Mais il y a un problème : on ne peut pas simplement régler la température et oublier ça. Si on ne contrôle pas correctement la température, on risque de endommager les puces. Pour atteindre les objectifs liés aux énergies renouvelables, sans jeter des matériaux coûteux à la poubelle, il est nécessaire d’utiliser des thermocouples capables de suivre l’intensité du rayonnement infrarouge.

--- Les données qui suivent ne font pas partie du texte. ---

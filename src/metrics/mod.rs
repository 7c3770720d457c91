mod types;

pub use types::{MetricsSnapshot, SampleMetrics, SystemMetrics};

use std::sync::Arc;
use sysinfo::{Pid, ProcessesToUpdate, System};
use tokio::sync::Mutex;

const MAX_RECENT_SAMPLES: usize = 20;

pub struct MetricsCollector {
    inner: Arc<Mutex<MetricsState>>,
}

struct MetricsState {
    recent_samples: Vec<SampleMetrics>,
    sample_count: u64,
    skipped_count: u64,
    detection_count: u64,
    system: System,
    pid: Pid,
}

impl MetricsState {
    fn refresh_system(&mut self) -> SystemMetrics {
        let pid = self.pid;
        self.system.refresh_processes(ProcessesToUpdate::Some(&[pid]));

        match self.system.process(pid) {
            Some(process) => SystemMetrics {
                cpu_percent: process.cpu_usage(),
                memory_mb: process.memory() as f64 / 1024.0 / 1024.0,
            },
            None => SystemMetrics::default(),
        }
    }
}

impl MetricsCollector {
    pub fn new() -> Self {
        let mut system = System::new();
        let pid = Pid::from_u32(std::process::id());

        // CPU usage is a delta between refreshes, so take the baseline now.
        system.refresh_processes(ProcessesToUpdate::Some(&[pid]));

        Self {
            inner: Arc::new(Mutex::new(MetricsState {
                recent_samples: Vec::with_capacity(MAX_RECENT_SAMPLES),
                sample_count: 0,
                skipped_count: 0,
                detection_count: 0,
                system,
                pid,
            })),
        }
    }

    /// Current process CPU and resident memory.
    pub async fn sample_system_metrics(&self) -> SystemMetrics {
        self.inner.lock().await.refresh_system()
    }

    pub async fn record_sample(&self, metrics: SampleMetrics) {
        let mut state = self.inner.lock().await;

        state.sample_count += 1;
        state.detection_count += metrics.detections as u64;
        state.recent_samples.push(metrics);

        if state.recent_samples.len() > MAX_RECENT_SAMPLES {
            state.recent_samples.remove(0);
        }
    }

    /// A frame was captured but could not be analysed.
    pub async fn record_skip(&self) {
        self.inner.lock().await.skipped_count += 1;
    }

    pub async fn get_snapshot(&self) -> MetricsSnapshot {
        let mut state = self.inner.lock().await;
        let system = state.refresh_system();

        MetricsSnapshot {
            system,
            recent_samples: state.recent_samples.clone(),
            sample_count: state.sample_count,
            skipped_count: state.skipped_count,
            detection_count: state.detection_count,
        }
    }

    pub async fn reset(&self) {
        let mut state = self.inner.lock().await;
        state.recent_samples.clear();
        state.sample_count = 0;
        state.skipped_count = 0;
        state.detection_count = 0;
        state.refresh_system();
    }
}

impl Default for MetricsCollector {
    fn default() -> Self {
        Self::new()
    }
}

impl Clone for MetricsCollector {
    fn clone(&self) -> Self {
        Self {
            inner: Arc::clone(&self.inner),
        }
    }
}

Le problème du retard de réaction
Les lampes à rayonnement infrarouge se réchauffent incroyablement vite. Si le thermocouple réagit lentement, la température atteindra son seuil avant même que le système ne s’en rende compte. C’est ainsi que l’on risque de endommager la puce. Nous utilisons généralement des thermocouples de type K ou N, car ils fournissent aux contrôleurs PID les données en temps réel nécessaires pour maintenir une température stable. Ainsi, les lampes n’utilisent que l’énergie dont elles ont vraiment besoin. C’est plus simple, plus efficace, et bien mieux pour la planète.
L’équilibre à trouver
Dans une salle blanche, la contamination est un véritable cauchemar. Pour éviter toute dégradation des capteurs, nous utilisons des enveloppes chimiquement inertes. De plus, il y a aussi la question de la taille du capteur : il s’agit d’un compromis. Un capteur épais est plus résistant, mais réagit plus lentement. Nous préférons donc utiliser des fils plus fins afin d’obtenir des temps de réponse plus rapides. Attention cependant : ces capteurs sont fragiles, et il est facile de briser leurs fils si l’on n’est pas prudent.
Trouver le point idéal
Positionner correctement ces capteurs au sein d’un réseau de lampes à rayonnement infrarouge est complexe. Si le thermocouple est trop éloigné, on ne mesure que l’air ambiant – ce qui est inutile. Mais s’il est trop proche, le rayonnement infrarouge touche directement le capteur, ce qui provoque des erreurs de mesure. La température indiquée sera alors bien supérieure à celle réelle de la puce. Il faut donc trouver cet équilibre entre le capteur et le point focal de la lampe pour obtenir des mesures fiables. Cela demande de la patience et un peu de calibration, mais c’est la seule façon d’assurer que les économies d’énergie ne nuisent pas à la qualité des produits.